In azzurro ritrova Ventura che lo ha avuto al Torino. Conta?

«Anche questo può essere uno stimolo per lui. Un qualcosa in più. Il ct lo conosce bene, lo ha avuto e sicuramente sa come prenderlo. Ma credetemi, Andrea è un ragazzo d'oro e anche uno molto serio».

Chi le ricorda?

«Il primo Vialli, quello della Cremonese. Ha un motore che va il doppio di quello degli altri, è una dote che madre natura gli ha dato e gli altri ci possono fare ben poco. Quando gli avversari sono stanchi, quando la partita cala d'intensità, lui è ancora lì che spinge e viene fuori ancora di più la sua energia».

Faceva così anche nelle giovanili da ragazzino?

«Ho avuto Zaza, Gabbiadini, Pazzini. L'occhio, insomma, ce l'ho (ride, ndr). Se ho avuto un merito è solo quello di aver intuito le sue potenzialità. Nulla di più. Da ragazzo ci dava dentro. Ma non pensavo diventasse l'attuale cannoniere del campionato e un possibile bomber della Nazionale maggiore».

Allora è andata meglio del previsto.

«Se l'è meritato. Anche perché Andrea sa fare gol in tutte le maniere. Di testa, in acrobazia, sullo scatto. È un attaccante completo. Si diceva che non era molto aggraziato, non proprio elegante, per uno che sta in area di rigore. Ma se fai gol va bene lo stesso, no?»

 

andrea belotti albinoleffe

 

Ce lo racconta il Belotti dietro le quinte?

«Una volta andiamo a giocare a Udine, vinciamo e ne segna uno anche Andrea. A Mestre ci fermiamo, lui salta giù dall'autobus e si cambia la tuta: toglie quella dell'Albinoleffe e mette quella della Nazionale. Aveva il treno per Roma, una delle prime convocazioni della sua carriera. Ricordo che si mise a piangere dall'emozione».

Anche la maglia azzurra se l'è guadagnata.

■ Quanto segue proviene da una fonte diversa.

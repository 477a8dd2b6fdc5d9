//! Startup-phase gating
//!
//! Downloads are refused until a one-time setup task has verified the
//! external tools. The phase is an explicit [`Readiness`] value published
//! through a `watch` channel, so handlers always see the latest state.

use std::time::Duration;
use tokio::process::Command;
use tokio::sync::watch;

use crate::core::config::ToolSettings;
use crate::core::error::AppError;
use crate::core::process::{describe_exit, run_with_timeout, stderr_tail};

/// Timeout for `--version` probes
const VERSION_PROBE_TIMEOUT: Duration = Duration::from_secs(15);

/// Timeout for `yt-dlp -U`
const UPDATE_TIMEOUT: Duration = Duration::from_secs(60);

#[derive(Debug, Clone, PartialEq, Eq)]
pub enum Readiness {
    Initializing,
    Ready,
    Failed(String),
}

impl Readiness {
    pub fn label(&self) -> &'static str {
        match self {
            Readiness::Initializing => "initializing",
            Readiness::Ready => "ready",
            Readiness::Failed(_) => "failed",
        }
    }

    /// Ok when downloads may proceed, `ServiceInitializing` otherwise.
    pub fn ensure_ready(&self) -> Result<(), AppError> {
        match self {
            Readiness::Ready => Ok(()),
            Readiness::Initializing => Err(AppError::ServiceInitializing(
                "Service is initializing, please retry shortly".to_string(),
            )),
            Readiness::Failed(reason) => Err(AppError::ServiceInitializing(format!(
                "Service dependencies are unavailable: {}",
                reason
            ))),
        }
    }
}

/// Read side of the readiness channel, cheap to clone into server state.
#[derive(Debug, Clone)]
pub struct ReadinessHandle {
    rx: watch::Receiver<Readiness>,
}

impl ReadinessHandle {
    /// Creates an `Initializing` channel. The sender drives setup.
    pub fn channel() -> (watch::Sender<Readiness>, Self) {
        let (tx, rx) = watch::channel(Readiness::Initializing);
        (tx, Self { rx })
    }

    /// A handle that is already `Ready` (no setup phase).
    pub fn ready() -> Self {
        let (_tx, rx) = watch::channel(Readiness::Ready);
        Self { rx }
    }

    pub fn current(&self) -> Readiness {
        self.rx.borrow().clone()
    }
}

/// Runs `<bin> <flag>` and returns the first line of its output.
pub async fn probe_version(bin: &str, flag: &str) -> Result<String, String> {
    let mut cmd = Command::new(bin);
    cmd.arg(flag);

    let output = run_with_timeout(&mut cmd, VERSION_PROBE_TIMEOUT)
        .await
        .map_err(|e| e.to_string())?;

    if !output.status.success() {
        return Err(format!(
            "{} {} failed ({}): {}",
            bin,
            flag,
            describe_exit(&output.status),
            stderr_tail(&output.stderr, 5)
        ));
    }

    let stdout = String::from_utf8_lossy(&output.stdout);
    Ok(stdout.lines().next().unwrap_or_default().trim().to_string())
}

/// Tries `yt-dlp -U`. Failure is logged, never fatal.
async fn update_ytdlp(bin: &str) {
    log::info!("Checking for yt-dlp updates...");
    let mut cmd = Command::new(bin);
    cmd.arg("-U");

    match run_with_timeout(&mut cmd, UPDATE_TIMEOUT).await {
        Ok(output) if output.status.success() => {
            let stdout = String::from_utf8_lossy(&output.stdout);
            if stdout.contains("up to date") || stdout.contains("up-to-date") {
                log::info!("yt-dlp is already up to date");
            } else {
                log::info!("yt-dlp update check completed: {}", stdout.trim());
            }
        }
        Ok(output) => {
            // Exit code 100 means yt-dlp was installed through pip and cannot self-update
            log::warn!(
                "yt-dlp update check failed ({}): {}",
                describe_exit(&output.status),
                stderr_tail(&output.stderr, 5)
            );
        }
        Err(e) => log::warn!("yt-dlp update check failed: {}. Continuing anyway.", e),
    }
}

/// Verifies yt-dlp and ffmpeg, optionally updating yt-dlp first.
pub async fn run_setup(tools: &ToolSettings, auto_update: bool) -> Readiness {
    if auto_update {
        update_ytdlp(&tools.ytdlp_bin).await;
    }

    let mut problems = Vec::new();

    match probe_version(&tools.ytdlp_bin, "--version").await {
        Ok(version) => log::info!("yt-dlp version: {}", version),
        Err(e) => problems.push(e),
    }
    match probe_version(&tools.ffmpeg_bin, "-version").await {
        Ok(version) => log::info!("ffmpeg: {}", version),
        Err(e) => problems.push(e),
    }

    if problems.is_empty() {
        Readiness::Ready
    } else {
        let reason = problems.join("; ");
        log::error!("Startup setup failed: {}", reason);
        Readiness::Failed(reason)
    }
}

/// Spawns the setup task and publishes its result on `tx`.
pub fn spawn_setup(tx: watch::Sender<Readiness>, tools: ToolSettings, auto_update: bool) {
    tokio::spawn(async move {
        let state = run_setup(&tools, auto_update).await;
        log::info!("Readiness: {}", state.label());
        // No receivers left means the server shut down, nothing to publish
        let _ = tx.send(state);
    });
}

«L'Under 18 la guidava Evani. Lo chiamai e gli dissi: "Non ti dico che è forte, ma almeno provalo". Dopo le cose sono andate avanti da sole. Andrea ha fatto bene in tutte le Nazionali giovanili e farà bene anche in quella maggiore, ne sono certo».

Invece fuori dal campo?

«Furbo. Soprattutto quando si giocava a briscola chiamata. Pure con le carte Andrea se la cava bene, ha le mani da croupier».

E la storia del Gallo?

«È nata il quel periodo lì. È la dedica all'amico Juri, o una cosa del genere. Questa storia è uscita un po' dappertutto, sui giornali e in televisione, e io a dire il vero non me la ricordo neanche troppo bene (la potete leggere QUI, ndr)».

 

 

Invece il primo gol in B se lo ricorda?

«A Livorno. Perdemmo 4-1, ma Andrea fece gol. Io ero subentrato a Salvioni, che lo aveva già fatto debuttare. Con me Belotti giocò la prima da titolare in casa contro la Juve Stabia. Anche quella volta perdemmo, ma segnò ancora».

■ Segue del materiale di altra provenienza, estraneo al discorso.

//! Common test utilities
//!
//! This module is shared across all integration tests

pub mod fixtures;
pub mod helpers;

#[allow(unused_imports)]
pub use fixtures::{fake_ffmpeg, fake_ytdlp, FfmpegBehavior, YtDlpBehavior, FAKE_TITLE, JPEG_BYTES};
#[allow(unused_imports)]
pub use helpers::{body_bytes, drive_until_exists, get, read_pid, temp_files, TestEnv};
#[cfg(target_os = "linux")]
#[allow(unused_imports)]
pub use helpers::{process_state, wait_for_exit};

In pratica un predestinato?

«Non lo so. Di certo Andrea è uno che si è messo sotto per arrivare dove è arrivato. Poi il destino fa il suo corso, uno ci frulla in mezzo e finisce nel punto giusto in cui la vita ti porta. Però Andrea lavora sodo, e questo aiuta».

Il resto è solo funky Gallo.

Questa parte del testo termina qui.